Information about the estimation results and options used is stored in the model's `Report` property. `Report` has the following fields:

Report FieldDescription
`Status`

Summary of the model status, which indicates whether the model was created by construction or obtained by estimation.

`Method`

Estimation command used.

`WindowSize`

Size of the Hamming window.

`DataUsed`

Attributes of the data used for estimation, returned as a structure with the following fields.

FieldDescription
`Name`

Name of the data set.

`Type`

Data type.

`Length`

Number of data samples.

`Ts`

Sample time.

`InterSample`

Input intersample behavior, returned as one of the following values:

• `'zoh'` — Zero-order hold maintains a piecewise-constant input signal between samples.

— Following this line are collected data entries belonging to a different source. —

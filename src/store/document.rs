use serde::{Deserialize, Deserializer, Serialize};
use serde_yaml::{Mapping, Value};

use super::StoreError;

/// The plugin document persisted as YAML.
///
/// User and group ids are kept as strings so comparisons against the
/// file's contents stay stable whatever the host sends.
#[derive(Debug, Clone, PartialEq, Serialize, Deserialize)]
#[serde(default)]
pub struct PluginConfig {
    pub enable_white_list: bool,
    #[serde(deserialize_with = "id_list")]
    pub white_list_groups: Vec<String>,
    #[serde(deserialize_with = "id_list")]
    pub subscribed_users: Vec<String>,
    /// `YYYY-MM-DD` of the last completed sweep, empty before the first
    pub last_like_date: String,
    pub reply_templates: ReplyTemplates,
}

#[derive(Debug, Clone, PartialEq, Serialize, Deserialize)]
#[serde(default)]
pub struct ReplyTemplates {
    pub success: Vec<String>,
    pub limit: Vec<String>,
    pub stranger: Vec<String>,
}

/// Reply template category
#[derive(Debug, Clone, Copy, PartialEq, Eq)]
pub enum TemplateKind {
    Success,
    Limit,
    Stranger,
}

impl Default for PluginConfig {
    fn default() -> Self {
        Self {
            enable_white_list: false,
            white_list_groups: Vec::new(),
            subscribed_users: Vec::new(),
            last_like_date: String::new(),
            reply_templates: ReplyTemplates::default(),
        }
    }
}

impl Default for ReplyTemplates {
    fn default() -> Self {
        Self {
            success: vec![
                "已经给{username}点了{total_likes}个赞啦~".to_string(),
                "{username}，赞了你{total_likes}下，记得回赞哦！".to_string(),
            ],
            limit: vec![
                "今天已经给{username}赞过了，明天再来吧~".to_string(),
                "{username}今天的赞已经满啦！".to_string(),
            ],
            stranger: vec![
                "加个好友再来找我点赞吧，{username}~".to_string(),
                "点赞失败了，{username}是不是还不是我的好友？".to_string(),
            ],
        }
    }
}

impl ReplyTemplates {
    pub fn get(&self, kind: TemplateKind) -> &[String] {
        match kind {
            TemplateKind::Success => &self.success,
            TemplateKind::Limit => &self.limit,
            TemplateKind::Stranger => &self.stranger,
        }
    }
}

impl PluginConfig {
    pub fn from_yaml(text: &str) -> Result<Self, StoreError> {
        // An empty file deserializes as null; treat it as all defaults
        if text.trim().is_empty() {
            return Ok(Self::default());
        }
        serde_yaml::from_str(text).map_err(StoreError::Parse)
    }

    pub fn to_yaml(&self) -> Result<String, StoreError> {
        serde_yaml::to_string(self).map_err(StoreError::Serialize)
    }

    pub fn is_subscribed(&self, user_id: &str) -> bool {
        self.subscribed_users.iter().any(|id| id == user_id)
    }

    /// Adds a subscriber. Returns false if already present.
    pub fn subscribe(&mut self, user_id: &str) -> bool {
        if self.is_subscribed(user_id) {
            return false;
        }
        self.subscribed_users.push(user_id.to_string());
        true
    }

    /// Removes a subscriber. Returns false if absent.
    pub fn unsubscribe(&mut self, user_id: &str) -> bool {
        let before = self.subscribed_users.len();
        self.subscribed_users.retain(|id| id != user_id);
        self.subscribed_users.len() != before
    }

    /// Whether commands are honored in this group
    pub fn allows_group(&self, group_id: Option<i64>) -> bool {
        match group_id {
            Some(gid) if self.enable_white_list => {
                let gid = gid.to_string();
                self.white_list_groups.iter().any(|g| g == &gid)
            }
            _ => true,
        }
    }

    /// Value at a dotted path such as `reply_templates.success`.
    pub fn get_path(&self, path: &str) -> Option<Value> {
        let root = serde_yaml::to_value(self).ok()?;
        let mut node = &root;
        for key in split_path(path)? {
            node = node.as_mapping()?.get(key)?;
        }
        Some(node.clone())
    }

    /// Replaces the value at a dotted path, creating intermediate maps.
    ///
    /// The result must still deserialize as a `PluginConfig`; otherwise
    /// the document is left untouched and the error is returned.
    pub fn set_path(&mut self, path: &str, value: Value) -> Result<(), StoreError> {
        let keys = split_path(path).ok_or_else(|| StoreError::InvalidPath(path.to_string()))?;
        let mut root = serde_yaml::to_value(&*self).map_err(StoreError::Serialize)?;

        let (last, parents) = keys
            .split_last()
            .ok_or_else(|| StoreError::InvalidPath(path.to_string()))?;
        let mut node = &mut root;
        for key in parents {
            let map = node
                .as_mapping_mut()
                .ok_or_else(|| StoreError::InvalidPath(path.to_string()))?;
            node = map
                .entry(Value::String(key.to_string()))
                .or_insert_with(|| Value::Mapping(Mapping::new()));
        }
        node.as_mapping_mut()
            .ok_or_else(|| StoreError::InvalidPath(path.to_string()))?
            .insert(Value::String(last.to_string()), value);

        *self = serde_yaml::from_value(root).map_err(StoreError::Parse)?;
        Ok(())
    }
}

/// Ids may be written bare (`[123456]`) or quoted; both load as strings.
fn id_list<'de, D: Deserializer<'de>>(deserializer: D) -> Result<Vec<String>, D::Error> {
    #[derive(Deserialize)]
    #[serde(untagged)]
    enum Id {
        Text(String),
        Number(i64),
    }

    let ids = Vec::<Id>::deserialize(deserializer)?;
    Ok(ids
        .into_iter()
        .map(|id| match id {
            Id::Text(text) => text,
            Id::Number(n) => n.to_string(),
        })
        .collect())
}

fn split_path(path: &str) -> Option<Vec<&str>> {
    let keys: Vec<&str> = path.split('.').collect();
    if keys.iter().any(|k| k.trim().is_empty()) {
        return None;
    }
    Some(keys)
}

#[cfg(test)]
mod tests {
    use super::*;

    #[test]
    fn test_defaults() {
        let cfg = PluginConfig::default();
        assert!(!cfg.enable_white_list);
        assert!(cfg.subscribed_users.is_empty());
        assert_eq!(cfg.last_like_date, "");
        assert_eq!(cfg.reply_templates.success.len(), 2);
        assert!(!cfg.reply_templates.get(TemplateKind::Limit).is_empty());
    }

    #[test]
    fn test_yaml_round_trip() {
        for subscribers in [vec![], vec!["1"], vec!["1", "22", "333", "4444"]] {
            let cfg = PluginConfig {
                subscribed_users: subscribers.iter().map(|s| s.to_string()).collect(),
                last_like_date: "2026-10-19".to_string(),
                ..PluginConfig::default()
            };
            let back = PluginConfig::from_yaml(&cfg.to_yaml().unwrap()).unwrap();
            assert_eq!(back, cfg);
        }
    }

    #[test]
    fn test_partial_yaml_fills_defaults() {
        let cfg = PluginConfig::from_yaml("subscribed_users: ['42']\n").unwrap();
        assert_eq!(cfg.subscribed_users, vec!["42"]);
        assert_eq!(cfg.reply_templates, ReplyTemplates::default());
    }

    #[test]
    fn test_empty_yaml_is_default() {
        assert_eq!(PluginConfig::from_yaml("").unwrap(), PluginConfig::default());
    }

    #[test]
    fn test_invalid_yaml_rejected() {
        assert!(PluginConfig::from_yaml("subscribed_users: {not: a list}").is_err());
    }

    #[test]
    fn test_subscribe_is_idempotent() {
        let mut cfg = PluginConfig::default();
        assert!(cfg.subscribe("100"));
        assert!(!cfg.subscribe("100"));
        assert_eq!(cfg.subscribed_users, vec!["100"]);
    }

    #[test]
    fn test_unsubscribe_absent_leaves_list() {
        let mut cfg = PluginConfig::default();
        cfg.subscribe("1");
        assert!(!cfg.unsubscribe("2"));
        assert_eq!(cfg.subscribed_users, vec!["1"]);
        assert!(cfg.unsubscribe("1"));
        assert!(cfg.subscribed_users.is_empty());
    }

    #[test]
    fn test_white_list() {
        let mut cfg = PluginConfig::default();
        assert!(cfg.allows_group(Some(5)));
        cfg.enable_white_list = true;
        cfg.white_list_groups = vec!["5".to_string()];
        assert!(cfg.allows_group(Some(5)));
        assert!(!cfg.allows_group(Some(6)));
        // Private chats are never gated
        assert!(cfg.allows_group(None));
    }

    #[test]
    fn test_get_path() {
        let cfg = PluginConfig::default();
        let success = cfg.get_path("reply_templates.success").unwrap();
        assert_eq!(success.as_sequence().unwrap().len(), 2);
        assert_eq!(cfg.get_path("enable_white_list"), Some(Value::Bool(false)));
        assert!(cfg.get_path("reply_templates.nope").is_none());
        assert!(cfg.get_path("").is_none());
    }

    #[test]
    fn test_set_path() {
        let mut cfg = PluginConfig::default();
        let value: Value = serde_yaml::from_str("['Hi {username}']").unwrap();
        cfg.set_path("reply_templates.limit", value).unwrap();
        assert_eq!(cfg.reply_templates.limit, vec!["Hi {username}"]);

        cfg.set_path("enable_white_list", Value::Bool(true)).unwrap();
        assert!(cfg.enable_white_list);
    }

    #[test]
    fn test_set_path_wrong_type_leaves_document() {
        let mut cfg = PluginConfig::default();
        let before = cfg.clone();
        let err = cfg
            .set_path("subscribed_users", Value::String("oops".into()))
            .unwrap_err();
        assert!(matches!(err, StoreError::Parse(_)));
        assert_eq!(cfg, before);
    }

    #[test]
    fn test_set_path_through_scalar_rejected() {
        let mut cfg = PluginConfig::default();
        assert!(matches!(
            cfg.set_path("last_like_date.year", Value::Bool(true)),
            Err(StoreError::InvalidPath(_))
        ));
    }

    #[test]
    fn test_bare_ids_load_as_strings() {
        let cfg = PluginConfig::from_yaml(
            "white_list_groups: [123456, '654321']\nsubscribed_users: [10001]\n",
        )
        .unwrap();
        assert_eq!(cfg.white_list_groups, vec!["123456", "654321"]);
        assert_eq!(cfg.subscribed_users, vec!["10001"]);
    }

    #[test]
    fn test_set_path_accepts_bare_ids() {
        let mut cfg = PluginConfig::default();
        let value: Value = serde_yaml::from_str("[123456]").unwrap();
        cfg.set_path("white_list_groups", value).unwrap();
        assert_eq!(cfg.white_list_groups, vec!["123456"]);

        let value: Value = serde_yaml::from_str("[10001, '10002']").unwrap();
        cfg.set_path("subscribed_users", value).unwrap();
        assert_eq!(cfg.subscribed_users, vec!["10001", "10002"]);
    }
}
use std::collections::BTreeMap;

use async_trait::async_trait;
use serde_json::Value;
use tracing::{debug, error, info};

use super::strategy::{CallError, CallStrategy};
use super::{Action, ActionCaller, ActionError, Attempt};

/// Tries candidates in order and returns the first answer.
pub struct ActionResolver {
    candidates: Vec<Box<dyn CallStrategy>>,
}

impl ActionResolver {
    pub fn new(candidates: Vec<Box<dyn CallStrategy>>) -> Self {
        Self { candidates }
    }

    /// Logs what each surface looks like. Purely informational.
    fn log_surfaces(&self, action: Action) {
        let surfaces: BTreeMap<&str, String> = self
            .candidates
            .iter()
            .map(|c| (c.name(), c.describe()))
            .collect();
        info!("[api] {action}: inspect surfaces: {surfaces:?}");
    }
}

#[async_trait]
impl ActionCaller for ActionResolver {
    async fn call(&self, action: Action, params: Value) -> Result<Value, ActionError> {
        self.log_surfaces(action);

        let mut attempts = Vec::new();
        for candidate in &self.candidates {
            if !candidate.applicable(action) {
                continue;
            }
            match candidate.invoke(action, &params).await {
                Ok(Some(value)) => {
                    info!("[api] {action} succeeded via {}", candidate.name());
                    return Ok(value);
                }
                Ok(None) => {
                    debug!("[api] {action}: {} not available", candidate.name());
                }
                Err(CallError::Rejected(failure)) => {
                    info!(
                        "[api] {action} refused via {} (retcode {}): {}",
                        candidate.name(),
                        failure.retcode,
                        failure.message
                    );
                    return Err(failure.into());
                }
                Err(CallError::Transport(reason)) => {
                    debug!("[api] {action} via {} failed: {reason}", candidate.name());
                    attempts.push(Attempt {
                        name: candidate.name().to_string(),
                        reason,
                    });
                }
            }
        }

        let err = ActionError::NoApiSurface { action, attempts };
        error!("[api] {err}");
        Err(err)
    }
}

#[cfg(test)]
pub(crate) mod tests {
    use super::*;
    use crate::onebot::{ApiFailure, FailureKind};
    use serde_json::json;
    use std::sync::atomic::{AtomicUsize, Ordering};
    use std::sync::Arc;

    /// What a scripted candidate does when invoked
    pub enum Script {
        Answer(Value),
        Absent,
        Transport(&'static str),
        Reject(FailureKind),
    }

    /// Candidate with a fixed behavior and an invocation counter.
    pub struct Scripted {
        pub name: &'static str,
        pub only: Option<Action>,
        pub script: Script,
        pub calls: Arc<AtomicUsize>,
    }

    impl Scripted {
        pub fn new(name: &'static str, script: Script) -> Self {
            Self {
                name,
                only: None,
                script,
                calls: Arc::new(AtomicUsize::new(0)),
            }
        }

        pub fn only(mut self, action: Action) -> Self {
            self.only = Some(action);
            self
        }
    }

    #[async_trait]
    impl CallStrategy for Scripted {
        fn name(&self) -> &str {
            self.name
        }

        fn applicable(&self, action: Action) -> bool {
            self.only.map_or(true, |only| only == action)
        }

        fn describe(&self) -> String {
            "scripted".to_string()
        }

        async fn invoke(&self, _action: Action, _params: &Value) -> Result<Option<Value>, CallError> {
            self.calls.fetch_add(1, Ordering::SeqCst);
            match &self.script {
                Script::Answer(v) => Ok(Some(v.clone())),
                Script::Absent => Ok(None),
                Script::Transport(reason) => Err(CallError::Transport(reason.to_string())),
                Script::Reject(kind) => Err(CallError::Rejected(ApiFailure {
                    kind: *kind,
                    retcode: 200,
                    message: "refused".to_string(),
                })),
            }
        }
    }

    #[tokio::test]
    async fn test_first_answer_wins() {
        let first = Scripted::new("a", Script::Answer(json!({"nickname": "A"})));
        let second = Scripted::new("b", Script::Answer(json!({"nickname": "B"})));
        let second_calls = second.calls.clone();
        let resolver = ActionResolver::new(vec![Box::new(first), Box::new(second)]);

        let value = resolver
            .call(Action::GetStrangerInfo, json!({"user_id": 1}))
            .await
            .unwrap();
        assert_eq!(value["nickname"], "A");
        assert_eq!(second_calls.load(Ordering::SeqCst), 0);
    }

    #[tokio::test]
    async fn test_transport_errors_fall_through() {
        let resolver = ActionResolver::new(vec![
            Box::new(Scripted::new("broken", Script::Transport("reset"))),
            Box::new(Scripted::new("absent", Script::Absent)),
            Box::new(Scripted::new("good", Script::Answer(Value::Null))),
        ]);
        let value = resolver.call(Action::SendLike, json!({})).await.unwrap();
        assert_eq!(value, Value::Null);
    }

    #[tokio::test]
    async fn test_inapplicable_candidates_skipped() {
        let dedicated = Scripted::new("dedicated", Script::Answer(json!(1))).only(Action::SendLike);
        let calls = dedicated.calls.clone();
        let resolver = ActionResolver::new(vec![Box::new(dedicated)]);

        let err = resolver
            .call(Action::GetProfileLike, json!({}))
            .await
            .unwrap_err();
        assert_eq!(calls.load(Ordering::SeqCst), 0);
        assert_eq!(
            err,
            ActionError::NoApiSurface {
                action: Action::GetProfileLike,
                attempts: vec![],
            }
        );
    }

    #[tokio::test]
    async fn test_exhaustion_reports_every_failure() {
        let a = Scripted::new("a", Script::Transport("timeout"));
        let b = Scripted::new("b", Script::Absent);
        let c = Scripted::new("c", Script::Transport("closed"));
        let counters = [a.calls.clone(), b.calls.clone(), c.calls.clone()];
        let resolver = ActionResolver::new(vec![Box::new(a), Box::new(b), Box::new(c)]);

        let err = resolver.call(Action::SendLike, json!({})).await.unwrap_err();
        for counter in &counters {
            assert_eq!(counter.load(Ordering::SeqCst), 1);
        }
        let ActionError::NoApiSurface { action, attempts } = err else {
            panic!("expected NoApiSurface");
        };
        assert_eq!(action, Action::SendLike);
        let names: Vec<&str> = attempts.iter().map(|a| a.name.as_str()).collect();
        assert_eq!(names, vec!["a", "c"]);
        assert_eq!(attempts[0].reason, "timeout");
    }

    #[tokio::test]
    async fn test_rejection_is_final() {
        let reject = Scripted::new("host", Script::Reject(FailureKind::RateLimited));
        let fallback = Scripted::new("fallback", Script::Answer(json!(true)));
        let fallback_calls = fallback.calls.clone();
        let resolver = ActionResolver::new(vec![Box::new(reject), Box::new(fallback)]);

        let err = resolver.call(Action::SendLike, json!({})).await.unwrap_err();
        assert!(matches!(err, ActionError::RateLimited(_)));
        assert_eq!(fallback_calls.load(Ordering::SeqCst), 0);
    }

    #[tokio::test]
    async fn test_empty_candidate_list() {
        let resolver = ActionResolver::new(vec![]);
        assert!(matches!(
            resolver.call(Action::SendLike, json!({})).await,
            Err(ActionError::NoApiSurface { .. })
        ));
    }
}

• `'foh'` — First-order hold maintains a piecewise-linear input signal between samples.

• `'bl'` — Band-limited behavior specifies that the continuous-time input signal has zero power above the Nyquist frequency.

`InputOffset`

Offset removed from time-domain input data during estimation. For nonlinear models, it is `[]`.

`OutputOffset`

Offset removed from time-domain output data during estimation. For nonlinear models, it is `[]`.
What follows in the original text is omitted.